The Nez Perce Dictionary holds the written language of the North Central Idaho tribe. In 1960, UC Berkeley Linguistics PhD student Haruo Aoki visited the Nimiipuu Tribe, also known as the Nez Perce Tribe, to document its oral language. 

Nimiipuu elders who were fluent and proficient in the language assisted Haruo. 

For Skylin and her 11-year-old brother, Sonny, their great-great-grandparents Wallace and Ida Wheeler are memorialized in the dictionary for contributing to its creation.

The 12-year project included writings and recordings of the tribe’s language and stories compiled into a linguistic document. 

“It was written in the language and written in English and then recorded,” says Nimiipuu Language Program Coordinator Angel Sobotta. 

In 1994, the Nez Perce Dictionary was published. The dictionary and oral recordings preserved the language and supported development of the Nimiipuu Language Program at Lapwai School District.

Nimiipuu is traditionally a spoken language rich with storytelling passed down from generation to generation. With the rise of Westernized culture and education, the language started to disappear. 

“Some of my ancestors couldn’t speak the language and had to learn English,” Skylin says.

That was the case for her great-great-grandfather. In first grade, Wallace was no longer allowed to publicly speak his language. He began learning English at a nearby school. 

The seemingly small deviation in his education had drastic effects on his family. Future generations no longer reached fluency. 

“His children weren’t taught, and my mom learned a little bit,” says LoriLynn Parrish, Skylin’s mother. “When I was young, I learned a little in Head Start and then not until
high school.”

This is the first time in five generations LoriLynn’s family has been allowed to learn and speak Nimiipuu throughout their public school education.

During his final years, Wallace lived with Skylin and Sonny. He introduced them to the language, reigniting a generation of his family speaking the language at home. 

“I think that for me, and maybe for all tribal people, the language is healing,” LoriLynn says. 

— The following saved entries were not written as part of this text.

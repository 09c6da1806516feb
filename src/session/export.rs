//! Artifact export/import and `DATA_READY` forwarding.

use std::path::{Path, PathBuf};

use tokio::{fs, sync::mpsc};
use tracing::{info, instrument};

use crate::{
    MeterError, SCHEMA_VERSION, SessionRecording, background::protocol::Message,
    config::ExportSettings,
};

/// Serializes a recording as pretty-printed JSON.
pub fn encode_recording(recording: &SessionRecording) -> Result<String, MeterError> {
    serde_json::to_string_pretty(recording)
        .map_err(|err| MeterError::Export(format!("failed to serialize recording: {err}")))
}

/// Parses artifact text. Fails as a whole; nothing is partially populated.
pub fn decode_recording(text: &str) -> Result<SessionRecording, MeterError> {
    let recording: SessionRecording =
        serde_json::from_str(text).map_err(|err| MeterError::Import(err.to_string()))?;
    if recording.schema_version > SCHEMA_VERSION {
        return Err(MeterError::Import(format!(
            "schema version {} is newer than supported version {}",
            recording.schema_version, SCHEMA_VERSION
        )));
    }
    Ok(recording)
}

/// Reads and parses an artifact from disk.
#[instrument(skip_all, fields(path = %path.display()))]
pub async fn import_recording(path: &Path) -> Result<SessionRecording, MeterError> {
    let text = fs::read_to_string(path)
        .await
        .map_err(|err| MeterError::Io(format!("{}: {err}", path.display())))?;
    decode_recording(&text)
}

/// Writes finished recordings to disk and announces them on the transport.
#[derive(Debug, Clone)]
pub struct Exporter {
    settings: ExportSettings,
    transport: mpsc::Sender<Message>,
}

impl Exporter {
    pub fn new(settings: ExportSettings, transport: mpsc::Sender<Message>) -> Self {
        Self {
            settings,
            transport,
        }
    }

    pub fn artifact_path(&self) -> PathBuf {
        self.settings.output_dir.join(&self.settings.artifact_name)
    }

    /// Exports a recording. Empty recordings produce no artifact and no
    /// message; the written path is returned otherwise.
    #[instrument(skip_all, fields(samples = recording.samples.len()))]
    pub async fn export(&self, recording: &SessionRecording) -> Result<Option<PathBuf>, MeterError> {
        if recording.is_empty() {
            info!(target = "export", "nothing recorded, skipping export");
            return Ok(None);
        }

        let text = encode_recording(recording)?;
        let path = self.artifact_path();
        fs::create_dir_all(&self.settings.output_dir)
            .await
            .map_err(|err| MeterError::Io(err.to_string()))?;
        fs::write(&path, text)
            .await
            .map_err(|err| MeterError::Io(format!("{}: {err}", path.display())))?;

        self.transport
            .send(Message::DataReady {
                data: recording.clone(),
            })
            .await
            .map_err(|err| MeterError::Transport(format!("DATA_READY not delivered: {err}")))?;

        info!(target = "export", path = %path.display(), "recording exported");
        Ok(Some(path))
    }
}
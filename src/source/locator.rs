//! Video element discovery across a document and its embedded documents.

use async_trait::async_trait;
use thiserror::Error;
use tokio::sync::mpsc;
use tracing::{debug, info, warn};

/// Raised when an embedded document refuses cross-document access.
#[derive(Debug, Clone, Error, PartialEq, Eq)]
#[error("access to embedded document denied: {0}")]
pub struct AccessDenied(pub String);

/// A document that can be searched for video elements.
pub trait DocumentNode: Sized {
    type Video: Clone;

    /// Video elements directly inside this document, in document order.
    fn videos(&self) -> Vec<Self::Video>;

    /// Embedded documents (frames), in document order.
    fn embedded_documents(&self) -> Vec<Result<Self, AccessDenied>>;
}

/// Notifies that the observed document tree changed.
#[async_trait]
pub trait ElementObserver: Send {
    /// Resolves on the next change; `false` once the observer is closed.
    async fn changed(&mut self) -> bool;

    fn disconnect(&mut self);
}

/// Returns the first video of `document`, searching embedded documents
/// depth-first after the document's own videos.
pub fn find_first_video<D: DocumentNode>(document: &D) -> Option<D::Video> {
    if let Some(video) = document.videos().into_iter().next() {
        return Some(video);
    }
    for embedded in document.embedded_documents() {
        match embedded {
            Ok(child) => {
                if let Some(video) = find_first_video(&child) {
                    debug!(target = "locator", "video found inside embedded document");
                    return Some(video);
                }
            }
            Err(err) => warn!(target = "locator", error = %err, "skipping embedded document"),
        }
    }
    None
}

/// Scans `document` now and after every change until a video appears.
///
/// The observer is disconnected as soon as a video is found.
pub async fn watch_for_video<D, O>(document: &D, observer: &mut O) -> Option<D::Video>
where
    D: DocumentNode,
    O: ElementObserver,
{
    loop {
        if let Some(video) = find_first_video(document) {
            info!(target = "locator", "video element located");
            observer.disconnect();
            return Some(video);
        }
        if !observer.changed().await {
            return None;
        }
    }
}

/// Observer fed by a channel of change notifications.
pub struct ChannelObserver {
    changes: Option<mpsc::Receiver<()>>,
}

impl ChannelObserver {
    pub fn new(changes: mpsc::Receiver<()>) -> Self {
        Self {
            changes: Some(changes),
        }
    }

    pub fn is_connected(&self) -> bool {
        self.changes.is_some()
    }
}

#[async_trait]
impl ElementObserver for ChannelObserver {
    async fn changed(&mut self) -> bool {
        match self.changes.as_mut() {
            Some(changes) => changes.recv().await.is_some(),
            None => false,
        }
    }

    fn disconnect(&mut self) {
        self.changes = None;
    }
}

She notes how special it was for her children to spend time with Wallace—one of the last remaining fluent Nimiipuu speakers. 

“I hope that they will become fluent and, because of the language programs, that we will hopefully never lose our language, but be able to take it back,” LoriLynn says.

Skylin is proud of her ability to have a conversation in Nimiipuu.

“I speak it with some of my friends at school,” she says. “I want to keep doing it until I am fluent with it.”